I have exceeded the time limit for the 5th out of 11 test case. Can anyone inspire me what could be done to optimize the code?

Problem Description

Quido plans to send a New Year greeting to his friend Hugo. He has recently acquired access to an advanced high-precision plotter and he is planning to print the greeting card on the plotter.

Here’s how the plotter operates. In step one, the plotter plots an intricate pattern of n dots on the paper. In step two, the picture in the greeting emerges when the plotter connects by a straight segment each pair of dots that are exactly 2018 length units apart.
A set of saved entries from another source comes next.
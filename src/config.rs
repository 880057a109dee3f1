use anyhow::{Context, Result};
use chrono::{DateTime, Utc};
use serde::{Deserialize, Serialize};
use std::fs;
use std::path::{Path, PathBuf};

use crate::error::ReadyRsError;
use crate::form::FormConfig;
use crate::logging::LogConfig;
use crate::readiness::ReadinessConfig;

/// Main application configuration
#[derive(Debug, Clone, Serialize, Deserialize)]
#[serde(default)]
pub struct AppConfig {
    /// Credentials file location (defaults to ~/.readyrs/credentials.toml)
    #[serde(skip_serializing_if = "Option::is_none")]
    pub credentials_path: Option<PathBuf>,

    /// Application metadata
    pub metadata: ConfigMetadata,

    /// intervals.icu API settings
    pub api: ApiSettings,

    /// Readiness engine tunables
    pub readiness: ReadinessConfig,

    /// Form engine tunables
    pub form: FormConfig,

    /// Logging settings
    pub logging: LogConfig,
}

/// Configuration metadata
#[derive(Debug, Clone, Serialize, Deserialize)]
pub struct ConfigMetadata {
    /// Configuration format version
    pub version: String,

    /// Creation timestamp
    pub created_at: DateTime<Utc>,

    /// Last modification timestamp
    pub updated_at: DateTime<Utc>,
}

impl Default for ConfigMetadata {
    fn default() -> Self {
        let now = Utc::now();
        ConfigMetadata {
            version: "1.0".to_string(),
            created_at: now,
            updated_at: now,
        }
    }
}

/// intervals.icu API settings
#[derive(Debug, Clone, PartialEq, Serialize, Deserialize)]
#[serde(default)]
pub struct ApiSettings {
    /// API root, without a trailing slash
    pub base_url: String,

    /// User-Agent header sent with every request
    pub user_agent: String,

    /// Request timeout in seconds
    pub timeout_secs: u64,

    /// Days of wellness history fetched when no range is given
    pub default_range_days: u32,

    /// Activities listed when no limit is given
    pub default_activity_limit: u32,
}

impl Default for ApiSettings {
    fn default() -> Self {
        ApiSettings {
            base_url: "https://intervals.icu/api/v1".to_string(),
            user_agent: format!("readyrs/{}", env!("CARGO_PKG_VERSION")),
            timeout_secs: 30,
            default_range_days: 30,
            default_activity_limit: 5,
        }
    }
}

impl Default for AppConfig {
    fn default() -> Self {
        AppConfig {
            credentials_path: None,
            metadata: ConfigMetadata::default(),
            api: ApiSettings::default(),
            readiness: ReadinessConfig::default(),
            form: FormConfig::default(),
            logging: LogConfig::default(),
        }
    }
}

/// Configuration management implementation
impl AppConfig {
    /// Load configuration from TOML file
    pub fn load_from_file<P: AsRef<Path>>(path: P) -> Result<Self> {
        let content = fs::read_to_string(&path)
            .with_context(|| format!("Failed to read config file: {}", path.as_ref().display()))?;

        let config: AppConfig = toml::from_str(&content)
            .with_context(|| "Failed to parse TOML configuration")?;

        config.validate()?;
        Ok(config)
    }

    /// Save configuration to TOML file
    pub fn save_to_file<P: AsRef<Path>>(&mut self, path: P) -> Result<()> {
        self.metadata.updated_at = Utc::now();

        if let Some(parent) = path.as_ref().parent() {
            fs::create_dir_all(parent)
                .with_context(|| format!("Failed to create config directory: {}", parent.display()))?;
        }

        let toml_content = toml::to_string_pretty(self)
            .with_context(|| "Failed to serialize configuration to TOML")?;

        fs::write(&path, toml_content)
            .with_context(|| format!("Failed to write config file: {}", path.as_ref().display()))?;

        Ok(())
    }

    /// Get default configuration file path
    pub fn default_config_path() -> PathBuf {
        dirs::home_dir()
            .unwrap_or_else(|| PathBuf::from("."))
            .join(".readyrs")
            .join("config.toml")
    }

    /// Load configuration, falling back to defaults when the file is missing
    ///
    /// A file that exists but cannot be parsed is still an error.
    pub fn load_or_default(path: Option<&Path>) -> Result<Self> {
        let config_path = path
            .map(Path::to_path_buf)
            .unwrap_or_else(Self::default_config_path);

        if !config_path.exists() {
            tracing::debug!(path = %config_path.display(), "Config file not found, using defaults");
            return Ok(Self::default());
        }

        Self::load_from_file(&config_path)
    }

    /// Credentials file in effect
    pub fn credentials_path(&self) -> PathBuf {
        self.credentials_path
            .clone()
            .unwrap_or_else(crate::credentials::FileCredentialStore::default_path)
    }

    /// Check that engine tunables make sense
    pub fn validate(&self) -> std::result::Result<(), ReadyRsError> {
        let r = &self.readiness;
        if r.window_days == 0 {
            return Err(ReadyRsError::Config("readiness.window_days must be at least 1".into()));
        }
        if [r.hrv_weight, r.rhr_weight, r.sleep_weight]
            .iter()
            .any(|w| !w.is_finite() || *w < 0.0)
        {
            return Err(ReadyRsError::Config("readiness weights must be non-negative".into()));
        }
        if !(r.sub_score_cap >= r.saturation_point && r.saturation_point > 0.0) {
            return Err(ReadyRsError::Config(
                "readiness.sub_score_cap must be >= saturation_point > 0".into(),
            ));
        }
        if !(0.0..=1.0).contains(&r.diminishing_factor) {
            return Err(ReadyRsError::Config(
                "readiness.diminishing_factor must be between 0 and 1".into(),
            ));
        }
        if self.form.trend_days == 0 {
            return Err(ReadyRsError::Config("form.trend_days must be at least 1".into()));
        }
        if self.api.timeout_secs == 0 {
            return Err(ReadyRsError::Config("api.timeout_secs must be at least 1".into()));
        }
        if self.api.default_range_days == 0 {
            return Err(ReadyRsError::Config("api.default_range_days must be at least 1".into()));
        }
        Ok(())
    }

    /// Flattened `key = value` listing of every setting
    pub fn list(&self) -> Result<Vec<(String, String)>> {
        let value = toml::Value::try_from(self)?;
        let mut entries = Vec::new();
        flatten("", &value, &mut entries);
        Ok(entries)
    }

    /// Look up a setting by dotted key, e.g. `readiness.hrv_weight`
    pub fn get(&self, key: &str) -> Result<Option<String>> {
        let value = toml::Value::try_from(self)?;
        Ok(lookup(&value, key).map(display_value))
    }

    /// Update a setting by dotted key; the value is parsed as TOML, falling
    /// back to a plain string
    pub fn set(&mut self, key: &str, raw_value: &str) -> Result<()> {
        let mut value = toml::Value::try_from(&*self)?;

        let unknown = || ReadyRsError::Config(format!("Unknown configuration key: {}", key));
        // Unset optional keys are absent from the serialized form
        if lookup(&value, key).is_none() && OPTIONAL_KEYS.contains(&key) {
            let (parent, field) = match key.rsplit_once('.') {
                Some((parent, field)) => (lookup_mut(&mut value, parent), field),
                None => (Some(&mut value), key),
            };
            parent
                .and_then(toml::Value::as_table_mut)
                .ok_or_else(unknown)?
                .insert(field.to_string(), parse_value(raw_value));
        } else {
            let slot = lookup_mut(&mut value, key).ok_or_else(unknown)?;
            *slot = parse_value(raw_value);
        }

        let updated: AppConfig = value
            .try_into()
            .with_context(|| format!("Invalid value for {}: {}", key, raw_value))?;
        updated.validate()?;

        *self = updated;
        self.metadata.updated_at = Utc::now();
        Ok(())
    }
}

/// Settable keys that are left out of the file while unset
const OPTIONAL_KEYS: &[&str] = &["credentials_path", "logging.file_path"];

fn parse_value(raw: &str) -> toml::Value {
    format!("value = {}", raw)
        .parse::<toml::Table>()
        .ok()
        .and_then(|mut table| table.remove("value"))
        .unwrap_or_else(|| toml::Value::String(raw.to_string()))
}

fn lookup<'a>(value: &'a toml::Value, key: &str) -> Option<&'a toml::Value> {
    key.split('.').try_fold(value, |current, part| current.get(part))
}

fn lookup_mut<'a>(value: &'a mut toml::Value, key: &str) -> Option<&'a mut toml::Value> {
    key.split('.').try_fold(value, |current, part| current.get_mut(part))
}

fn display_value(value: &toml::Value) -> String {
    match value {
        toml::Value::String(s) => s.clone(),
        other => other.to_string(),
    }
}

fn flatten(prefix: &str, value: &toml::Value, entries: &mut Vec<(String, String)>) {
    match value {
        toml::Value::Table(table) => {
            for (key, child) in table {
                let path = if prefix.is_empty() {
                    key.clone()
                } else {
                    format!("{}.{}", prefix, key)
                };
                flatten(&path, child, entries);
            }
        }
        leaf => entries.push((prefix.to_string(), display_value(leaf))),
    }
}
The plotter uses a special holographic ink, which has a limited supply. Quido wants to know the number of all plotted segments in the picture to be sure that there is enough ink to complete the job.

Input

The first line of input contains a positive integer n specifying the number of plotted points. The following n lines each contain a pair of space-separated integer coordinates indicating one plotted point. Each coordinate is non-negative and less than 2^31. There are at most 10^5 points, all of them are distinct.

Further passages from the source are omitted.